** Exercise directions **
Scan the records below for the string "super" and return every line where it appears.

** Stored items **
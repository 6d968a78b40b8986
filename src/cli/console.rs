//! Interactive terminal implementation of [`Console`].

use super::OutputManager;
use super::progress::Spinner;
use crate::console::Console;
use crate::promote::LinkStyle;
use std::io::IsTerminal;
use std::sync::Mutex;

/// Console writing to the terminal and reading answers from stdin
#[derive(Debug, Default)]
pub struct TerminalConsole {
    output: OutputManager,
    spinner: Mutex<Option<Spinner>>,
}

impl TerminalConsole {
    /// Create a console on stdout/stderr
    pub fn new(output: OutputManager) -> Self {
        Self {
            output,
            spinner: Mutex::new(None),
        }
    }

    /// Output manager used for plain messages
    pub fn output(&self) -> &OutputManager {
        &self.output
    }
}

/// Whether an answer to a `[y/N]` prompt means yes
pub fn is_affirmative(answer: &str) -> bool {
    matches!(answer.trim().to_lowercase().as_str(), "y" | "yes")
}

impl Console for TerminalConsole {
    fn println(&self, message: &str) {
        let _ = self.output.println(message);
    }

    fn info(&self, message: &str) {
        let _ = self.output.info(message);
    }

    fn success(&self, message: &str) {
        let _ = self.output.success(message);
    }

    fn warn(&self, message: &str) {
        let _ = self.output.warn(message);
    }

    fn confirm(&self, prompt: &str) -> std::io::Result<bool> {
        self.output.prompt(prompt)?;

        let mut input = String::new();
        if std::io::stdin().read_line(&mut input)? == 0 {
            // EOF: nobody is there to say yes
            let _ = self.output.println("");
            return Ok(false);
        }

        Ok(is_affirmative(&input))
    }

    fn start_progress(&self, label: &str) {
        let mut slot = self.spinner.lock().unwrap_or_else(|e| e.into_inner());
        if let Some(previous) = slot.take() {
            previous.stop();
        }
        *slot = Some(Spinner::start(label));
    }

    fn stop_progress(&self) {
        let spinner = self.spinner.lock().unwrap_or_else(|e| e.into_inner()).take();
        if let Some(spinner) = spinner {
            spinner.stop();
        }
    }

    fn link_style(&self) -> LinkStyle {
        // Errors are printed on stderr
        if std::io::stderr().is_terminal() {
            LinkStyle::Muted
        } else {
            LinkStyle::Plain
        }
    }
}
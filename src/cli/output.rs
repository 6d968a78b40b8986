//! Colored terminal output for platform commands
//!
//! Provides consistent, colored CLI output with proper formatting

use std::io::{IsTerminal, Write};
use termcolor::{BufferWriter, Color, ColorChoice, ColorSpec, WriteColor};

/// Output manager for consistent colored terminal output
#[derive(Debug)]
pub struct OutputManager {
    bufwtr: BufferWriter,
    color_choice: ColorChoice,
}

impl Clone for OutputManager {
    fn clone(&self) -> Self {
        Self::with_color_choice(self.color_choice)
    }
}

impl Default for OutputManager {
    fn default() -> Self {
        Self::new()
    }
}

impl OutputManager {
    /// Create a new output manager, colored when stdout is a terminal
    pub fn new() -> Self {
        let choice = if std::io::stdout().is_terminal() {
            ColorChoice::Auto
        } else {
            ColorChoice::Never
        };
        Self::with_color_choice(choice)
    }

    /// Create an output manager with an explicit color choice
    pub fn with_color_choice(color_choice: ColorChoice) -> Self {
        Self {
            bufwtr: BufferWriter::stdout(color_choice),
            color_choice,
        }
    }

    /// Print an info message (normal output)
    pub fn info(&self, message: &str) -> std::io::Result<()> {
        let mut buffer = self.bufwtr.buffer();
        let _ = buffer.set_color(ColorSpec::new().set_fg(Some(Color::Cyan)));
        let _ = write!(&mut buffer, "ℹ");
        let _ = buffer.reset();
        let _ = writeln!(&mut buffer, " {}", message);
        self.bufwtr.print(&buffer)
    }

    /// Print a success message
    pub fn success(&self, message: &str) -> std::io::Result<()> {
        let mut buffer = self.bufwtr.buffer();
        let _ = buffer.set_color(ColorSpec::new().set_fg(Some(Color::Green)).set_bold(true));
        let _ = write!(&mut buffer, "✓");
        let _ = buffer.reset();
        let _ = buffer.set_color(ColorSpec::new().set_fg(Some(Color::Green)));
        let _ = writeln!(&mut buffer, " {}", message);
        let _ = buffer.reset();
        self.bufwtr.print(&buffer)
    }

    /// Print a warning message
    pub fn warn(&self, message: &str) -> std::io::Result<()> {
        let mut buffer = self.bufwtr.buffer();
        let _ = buffer.set_color(ColorSpec::new().set_fg(Some(Color::Yellow)).set_bold(true));
        let _ = write!(&mut buffer, "⚠");
        let _ = buffer.reset();
        let _ = buffer.set_color(ColorSpec::new().set_fg(Some(Color::Yellow)));
        let _ = writeln!(&mut buffer, " {}", message);
        let _ = buffer.reset();
        self.bufwtr.print(&buffer)
    }

    /// Print an error message (always shown)
    pub fn error(&self, message: &str) {
        let bufwtr = BufferWriter::stderr(self.color_choice);
        let mut buffer = bufwtr.buffer();

        // Try colored output to stderr
        if buffer.set_color(ColorSpec::new().set_fg(Some(Color::Red)).set_bold(true)).is_err()
            || write!(&mut buffer, "✗").is_err()
            || buffer.reset().is_err()
            || buffer.set_color(ColorSpec::new().set_fg(Some(Color::Red))).is_err()
            || writeln!(&mut buffer, " {}", message).is_err()
            || buffer.reset().is_err()
            || bufwtr.print(&buffer).is_err()
        {
            // Stderr failed - fallback to stdout as last resort
            println!("[STDERR ERROR] ✗ {}", message);
        }
    }

    /// Print a question without a trailing newline, bold
    pub fn prompt(&self, question: &str) -> std::io::Result<()> {
        let mut buffer = self.bufwtr.buffer();
        let _ = buffer.set_color(ColorSpec::new().set_bold(true));
        let _ = write!(&mut buffer, "{}", question);
        let _ = buffer.reset();
        let _ = write!(&mut buffer, " [y/N]: ");
        self.bufwtr.print(&buffer)?;
        std::io::stdout().flush()
    }

    /// Print indented text (for sub-items)
    pub fn indent(&self, message: &str) -> std::io::Result<()> {
        let mut buffer = self.bufwtr.buffer();
        let _ = writeln!(&mut buffer, "    {}", message);
        self.bufwtr.print(&buffer)
    }

    /// Print a plain message
    pub fn println(&self, message: &str) -> std::io::Result<()> {
        let mut buffer = self.bufwtr.buffer();
        let _ = writeln!(&mut buffer, "{}", message);
        self.bufwtr.print(&buffer)
    }
}
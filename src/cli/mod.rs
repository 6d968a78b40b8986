//! Command line interface for the platform tool.
//!
//! This module provides argument parsing, command execution and user feedback.

mod args;
pub mod commands;
mod console;
mod output;
mod progress;

pub use args::{Args, Command};
pub use commands::execute_command;
pub use console::TerminalConsole;
pub use output::OutputManager;
pub use progress::Spinner;

use crate::error::Result;

/// Main CLI entry point
pub async fn run() -> Result<i32> {
    let args = Args::parse_args();
    init_logging(args.verbose);
    execute_command(args).await
}

/// Install the logger. `RUST_LOG` wins; `--verbose` raises the default to debug.
fn init_logging(verbose: bool) {
    let default_filter = if verbose { "platform_cli=debug" } else { "warn" };
    let _ = env_logger::Builder::from_env(env_logger::Env::default().default_filter_or(default_filter))
        .try_init();
}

** The answer **
use super::OutputManager;
use super::progress::Spinner;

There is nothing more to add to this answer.